Task statement => Scan the entries below for "rates" and copy each line that holds it.
====
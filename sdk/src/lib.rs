//! PayRelay SDK - core pipeline for the payment submission relay
//!
//! This crate implements the server-side pipeline that turns one payment
//! claim from the client form into three recipient notifications. It
//! includes:
//!
//! - Validating the raw submission body into an immutable [`Submission`]
//! - Resolving localized pricing with a live exchange rate and a fixed
//!   fallback constant
//! - Composing the buyer, administrator, and promo-owner message bodies
//! - Dispatching each message over the Telegram transport with
//!   per-recipient failure isolation
//!
//! Everything here is request-scoped: no submission state outlives the
//! request that carried it, and the only process-lifetime data is the
//! static pricing table.
//!
//! # Example
//!
//! ```no_run
//! use payrelay_sdk::{compose, dispatch, pricing, validation, SubmitRequest, TelegramClient};
//! use std::time::Duration;
//!
//! # async fn relay(request: SubmitRequest) -> payrelay_sdk::Result<()> {
//! let submission = validation::validate(&request)?;
//! let rates = pricing::RateClient::new(
//!     "https://api.exchangerate-api.com/v4/latest/NGN",
//!     Duration::from_secs(5),
//! )?;
//! let resolved = pricing::ResolvedPricing::resolve(submission.plan, rates.usd_rate().await);
//! let bundle = compose::compose(&submission, &resolved, "https://wa.me/2349114301708");
//!
//! let transport = TelegramClient::new("bot-token", Duration::from_secs(15))?;
//! let targets = dispatch::DispatchTargets {
//!     admin: 111,
//!     buyer: submission.buyer.id,
//!     promo_owner: submission.promo_chat_id,
//! };
//! let outcomes =
//!     dispatch::dispatch_all(&transport, targets, &bundle, Some(&submission.proof)).await;
//! # let _ = outcomes;
//! # Ok(())
//! # }
//! ```

#![forbid(unsafe_code)]
#![deny(clippy::all)]
#![warn(clippy::pedantic)]
#![warn(clippy::nursery)]
#![allow(clippy::missing_errors_doc)]

pub mod compose;
pub mod dispatch;
pub mod error;
pub mod plan;
pub mod pricing;
pub mod submission;
pub mod telegram;
pub mod validation;

// Re-export commonly used items
pub use compose::{compose, MessageBundle};
pub use dispatch::{
    dispatch_all, DispatchTargets, NotificationOutcome, RecipientRole, Transport,
};
pub use error::{RelayError, RequiredField, Result, ValidationError};
pub use plan::{PlanCode, PlanPricing};
pub use pricing::{RateClient, ResolvedPricing, FALLBACK_USD_RATE};
pub use submission::{Buyer, PaymentMethod, ProofImage, SubmitRequest, Submission};
pub use telegram::TelegramClient;
pub use validation::{validate, MAX_PROOF_BYTES};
====
Task solution =>
//! let rates = pricing::RateClient::new(
//! let resolved = pricing::ResolvedPricing::resolve(submission.plan, rates.usd_rate().await);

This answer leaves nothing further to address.